REQUIRED WORK: Output all the data exactly.

SOURCE DATA:
************

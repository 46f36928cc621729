//! x86 architecture-specific components.
//!
//! This module contains all target-specific code:
//! - The register set and the textual instruction model
//! - The cdecl/stdcall calling conventions and label decoration
//! - The per-function compilation unit and its assembly emission

pub mod calling_convention;
pub mod function_unit;
pub mod instruction;
pub mod registers;

pub use calling_convention::{
    callee_cleans, decorate, import_slot_label, param_bytes, FrameLayout, LocalSlot,
};
pub use function_unit::FunctionUnit;
pub use instruction::{Instruction, Mnemonic, Operand};
pub use registers::Register;
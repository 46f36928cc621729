// This module defines the immutable outcome of one compilation run. CompilationResult
// is constructed exactly once from a finished CompilationContext: every aggregate the
// walk filled in (function units, import table, export mapping, static-data pools,
// icon) moves by value into private fields, and the options the host supplied travel
// along unmodified. The result exposes read-only accessors and a deterministic
// emit_functions helper; it holds no reference back into the discarded context, so it
// is the sole artifact that crosses the boundary to the external assembler/linker
// stage. Function units keep borrowing the typed tree, which is owned by the
// compilation run and outlives both context and result.

//! The immutable compilation result handed to the emission stage.

use crate::codegen::data::DataPools;
use crate::codegen::imports::{ExportTable, ImportLibrary, ImportTable};
use crate::codegen::CompilationContext;
use crate::core::options::CompileOptions;
use crate::ir::IconData;
use crate::x86::function_unit::FunctionUnit;

/// Snapshot of a finished compilation run.
///
/// Built once by [`CompilationContext::finish`]; read-only thereafter.
#[derive(Debug)]
pub struct CompilationResult<'ir> {
    options: CompileOptions,
    functions: Vec<FunctionUnit<'ir>>,
    imports: ImportTable,
    exports: ExportTable,
    pools: DataPools,
    icon: Option<IconData>,
}

impl<'ir> CompilationResult<'ir> {
    /// Copy the final state out of a finished context.
    pub(crate) fn new(context: CompilationContext<'ir>) -> Self {
        log::info!(
            "compilation finished: {} functions, {} import libraries, {} exports",
            context.units.len(),
            context.imports.libraries().len(),
            context.exports.entries().len()
        );
        Self {
            options: context.options,
            functions: context.units,
            imports: context.imports,
            exports: context.exports,
            pools: context.pools,
            icon: context.icon,
        }
    }

    /// The host options, stored unmodified.
    pub fn options(&self) -> &CompileOptions {
        &self.options
    }

    /// Compiled functions in declaration order.
    pub fn functions(&self) -> &[FunctionUnit<'ir>] {
        &self.functions
    }

    /// Import libraries in first-registration order.
    pub fn import_libraries(&self) -> &[ImportLibrary] {
        self.imports.libraries()
    }

    /// The export mapping as `(identifier, symbol)` pairs.
    pub fn exports(&self) -> &[(String, String)] {
        self.exports.entries()
    }

    pub fn strings(&self) -> &[(String, String)] {
        self.pools.strings()
    }

    pub fn floats(&self) -> &[(String, f64)] {
        self.pools.floats()
    }

    pub fn ints(&self) -> &[(String, i32)] {
        self.pools.ints()
    }

    pub fn bytes(&self) -> &[(String, u8)] {
        self.pools.bytes()
    }

    pub fn pointers(&self) -> &[(String, u32)] {
        self.pools.pointers()
    }

    /// Zero-initialized blocks as `(label, byte size)` pairs.
    pub fn uninitialized(&self) -> &[(String, u32)] {
        self.pools.uninitialized()
    }

    pub fn icon(&self) -> Option<&IconData> {
        self.icon.as_ref()
    }

    /// Emit every function's assembly block in declaration order.
    pub fn emit_functions(&self, indent: usize) -> String {
        self.functions.iter().map(|unit| unit.emit(indent)).collect()
    }
}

************

EXERCISE SOLUTION:
repository 46f36928cc621729
//! x86 architecture-specific components.
//!
//! This module contains all target-specific code:
//! - The register set and the textual instruction model
//! - The cdecl/stdcall calling conventions and label decoration
//! - The per-function compilation unit and its assembly emission

pub mod calling_convention;
pub mod function_unit;
pub mod instruction;
pub mod registers;

pub use calling_convention::{
    callee_cleans, decorate, import_slot_label, param_bytes, FrameLayout, LocalSlot,
};
pub use function_unit::FunctionUnit;
pub use instruction::{Instruction, Mnemonic, Operand};
pub use registers::Register;
repository 46f36928cc621729
// This module defines the immutable outcome of one compilation run. CompilationResult
// is constructed exactly once from a finished CompilationContext: every aggregate the
// walk filled in (function units, import table, export mapping, static-data pools,
// icon) moves by value into private fields, and the options the host supplied travel
// along unmodified. The result exposes read-only accessors and a deterministic
// emit_functions helper; it holds no reference back into the discarded context, so it
// is the sole artifact that crosses the boundary to the external assembler/linker
// stage. Function units keep borrowing the typed tree, which is owned by the
// compilation run and outlives both context and result.

//! The immutable compilation result handed to the emission stage.

use crate::codegen::data::DataPools;
use crate::codegen::imports::{ExportTable, ImportLibrary, ImportTable};
use crate::codegen::CompilationContext;
use crate::core::options::CompileOptions;
use crate::ir::IconData;
use crate::x86::function_unit::FunctionUnit;

/// Snapshot of a finished compilation run.
///
/// Built once by [`CompilationContext::finish`]; read-only thereafter.
#[derive(Debug)]
pub struct CompilationResult<'ir> {
    options: CompileOptions,
    functions: Vec<FunctionUnit<'ir>>,
    imports: ImportTable,
    exports: ExportTable,
    pools: DataPools,
    icon: Option<IconData>,
}

impl<'ir> CompilationResult<'ir> {
    /// Copy the final state out of a finished context.
    pub(crate) fn new(context: CompilationContext<'ir>) -> Self {
        log::info!(
            "compilation finished: {} functions, {} import libraries, {} exports",
            context.units.len(),
            context.imports.libraries().len(),
            context.exports.entries().len()
        );
        Self {
            options: context.options,
            functions: context.units,
            imports: context.imports,
            exports: context.exports,
            pools: context.pools,
            icon: context.icon,
        }
    }

    /// The host options, stored unmodified.
    pub fn options(&self) -> &CompileOptions {
        &self.options
    }

    /// Compiled functions in declaration order.
    pub fn functions(&self) -> &[FunctionUnit<'ir>] {
        &self.functions
    }

    /// Import libraries in first-registration order.
    pub fn import_libraries(&self) -> &[ImportLibrary] {
        self.imports.libraries()
    }

    /// The export mapping as `(identifier, symbol)` pairs.
    pub fn exports(&self) -> &[(String, String)] {
        self.exports.entries()
    }

    pub fn strings(&self) -> &[(String, String)] {
        self.pools.strings()
    }

    pub fn floats(&self) -> &[(String, f64)] {
        self.pools.floats()
    }

    pub fn ints(&self) -> &[(String, i32)] {
        self.pools.ints()
    }

    pub fn bytes(&self) -> &[(String, u8)] {
        self.pools.bytes()
    }

    pub fn pointers(&self) -> &[(String, u32)] {
        self.pools.pointers()
    }

    /// Zero-initialized blocks as `(label, byte size)` pairs.
    pub fn uninitialized(&self) -> &[(String, u32)] {
        self.pools.uninitialized()
    }

    pub fn icon(&self) -> Option<&IconData> {
        self.icon.as_ref()
    }

    /// Emit every function's assembly block in declaration order.
    pub fn emit_functions(&self, indent: usize) -> String {
        self.functions.iter().map(|unit| unit.emit(indent)).collect()
    }
}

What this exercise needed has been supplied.